KOMPAS.com - Pemerintah Indonesia menegaskan komitmennya terhadap pengendalian perubahan iklim di Konferensi Perubahan Iklim COP29 di Baku, Azerbaijan.
Dalam kegiatan tersebut, salah satu inisiatif yang disampaikan adalah terkait rehabilitasi hutan terdegradasi dan perlindungan satwa liar.
Pada pembukaan Paviliun Indonesia, Utusan Khusus Presiden Prabowo Subianto pada COP29, Hashim Djojohadikusumo, menyampaikan bahwa 12,7 juta hektare (ha) area hutan di Indonesia saat ini telah terdegradasi. Kebakaran hutan disebut sebagai salah satu penyebab utama kerusakan.

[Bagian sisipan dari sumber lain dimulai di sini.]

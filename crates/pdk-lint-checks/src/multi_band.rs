//! Check structural consistency across technology bands.
//!
//! A band is a package subdirectory mirroring the top-level module layout
//! for one technology variant. Single-band and flat packages are skipped
//! silently.

use pdk_lint_core::{Check, CheckContext, CheckResult, Location};
use std::path::Path;

/// Check name for multi-band.
pub const NAME: &str = "check-multi-band";

/// Per-band structural signature, compared key-by-key across bands.
#[derive(Debug, Clone, Copy, PartialEq, Eq)]
struct BandSignature {
    has_cells: bool,
    has_tech: bool,
    has_models: bool,
    has_init: bool,
}

impl BandSignature {
    fn of(band: &Path) -> Self {
        Self {
            has_cells: band.join("cells").is_dir() || band.join("cells.py").exists(),
            has_tech: band.join("tech.py").exists(),
            has_models: band.join("models").is_dir() || band.join("models.py").exists(),
            has_init: band.join("__init__.py").exists(),
        }
    }

    /// Fixed key order keeps repeated runs byte-identical.
    fn keys(&self) -> [(&'static str, bool); 4] {
        [
            ("has_cells", self.has_cells),
            ("has_tech", self.has_tech),
            ("has_models", self.has_models),
            ("has_init", self.has_init),
        ]
    }
}

/// Compares band module sets, per-band tests, and layer-file placement.
#[derive(Debug, Clone, Copy, Default)]
pub struct MultiBand;

impl MultiBand {
    /// Creates the check.
    #[must_use]
    pub fn new() -> Self {
        Self
    }
}

impl Check for MultiBand {
    fn name(&self) -> &'static str {
        NAME
    }

    fn description(&self) -> &'static str {
        "Validates cross-band structural consistency"
    }

    fn run(&self, ctx: &CheckContext) -> CheckResult {
        let mut result = CheckResult::new(self.name());
        let Some(layout) = &ctx.layout else {
            return result;
        };
        if !layout.is_multi_band() {
            return result;
        }

        let pkg_name = dir_name(&layout.root);
        let bands: Vec<(String, &Path)> = layout
            .bands
            .iter()
            .map(|b| (dir_name(b), b.as_path()))
            .collect();

        // Each band must carry the core module set.
        let mut signatures: Vec<(String, BandSignature)> = Vec::new();
        for (band_name, band) in &bands {
            let sig = BandSignature::of(band);
            let display = ctx.display_path(band);
            if !sig.has_init {
                result.error_at(Location::new(display.clone()), "missing __init__.py");
            }
            if !sig.has_cells {
                result.error_at(
                    Location::new(display.clone()),
                    "missing cells module (cells/ or cells.py)",
                );
            }
            if !sig.has_tech {
                result.error_at(Location::new(display), "missing tech.py");
            }
            signatures.push((band_name.clone(), sig));
        }

        // Cross-band drift: first band (lexicographic) is the reference.
        let (reference_name, reference) = &signatures[0];
        for (band_name, sig) in &signatures[1..] {
            for ((key, ref_val), (_, val)) in reference.keys().iter().zip(sig.keys().iter()) {
                if val != ref_val {
                    result.warn(format!(
                        "inconsistency: {reference_name} {key}={ref_val} but {band_name} {key}={val}"
                    ));
                }
            }
        }

        // Per-band tests, any of four naming conventions.
        let tests_dir = ctx.repo_root.join("tests");
        if tests_dir.is_dir() {
            for (band_name, _) in &bands {
                let patterns = [
                    tests_dir.join(format!("test_{pkg_name}_{band_name}.py")),
                    tests_dir.join(format!("test_{band_name}.py")),
                    tests_dir.join(band_name).join("test_pdk.py"),
                    tests_dir.join(band_name).join(format!("test_{pkg_name}.py")),
                ];
                if !patterns.iter().any(|p| p.exists()) {
                    result.warn(format!(
                        "no test file found for band '{band_name}' (expected test_{pkg_name}_{band_name}.py or similar)"
                    ));
                }
            }
        }

        // Layer declarations belong at the package root, not per band.
        let bands_with_layers: Vec<&str> = bands
            .iter()
            .filter(|(_, band)| band.join("layers.py").exists())
            .map(|(name, _)| name.as_str())
            .collect();
        if bands_with_layers.len() > 1 {
            result.warn(format!(
                "layers.py found in multiple bands: {bands_with_layers:?} - consider sharing layers at the package root"
            ));
        }

        result
    }
}

fn dir_name(path: &Path) -> String {
    path.file_name()
        .map(|n| n.to_string_lossy().into_owned())
        .unwrap_or_default()
}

Alhasil, banyak hutan kini menjadi tandus dan hanya ditumbuhi semak belukar. Untuk memulihkan kondisi ini, pemerintah pun berkomitmen melakukan rehabilitasi agar belasan juta hektare area hutan dapat balik ke kondisi semula.
Berdasarkan buku The State of Indonesia's Forests (SOIFO) yang dipublikasikan oleh Kementerian Lingkungan Hidup dan Kehutanan (LHK), rehabilitasi adalah upaya untuk memulihkan, menjaga, dan meningkatkan fungsi hutan dan lahan agar kapasitas, produktivitas, dan perannya dalam mendukung sistem kehidupan dapat tetap terjaga.
Baca juga: Luncurkan Laporan Keberlanjutan 2023, Berikut Capaian APRIL Dukung SDGs
“Presiden Prabowo telah menyetujui program rehabilitasi masif untuk memulihkan 12,7 juta ha hutan terdegradasi dengan pendekatan yang lebih beragam secara hayati,” ujar Hashim dalam siaran pers yang diterima Kompas.com, Kamis (14/11/2024).
Hashim menegaskan, rehabilitasi yang akan dilakukan pemerintah tidak sekadar fokus pada penghijauan hutan, tetapi juga penciptaan kembali habitat demi mendukung populasi satwa liar yang sehat.
Keberhasilan konsep itu sendiri telah dibuktikan di Samboja Lestari, Balikpapan, Kalimantan Timur (Kaltim). Selama 20 tahun terakhir, area padang rumput seluas 1.800 ha di Samboja Lestari berhasil direhabilitasi.
Namun, untuk mencapai target rehabilitasi yang masif ini, diperlukan sinergi antarsektor.
“Ini adalah sesuatu yang akan disambut baik oleh Pemerintah Indonesia, dengan membuka kesempatan bagi pihak internasional untuk berpartisipasi dalam memerangi masalah yang sudah menjadi masalah global, bukan hanya nasional,” kata Hashim.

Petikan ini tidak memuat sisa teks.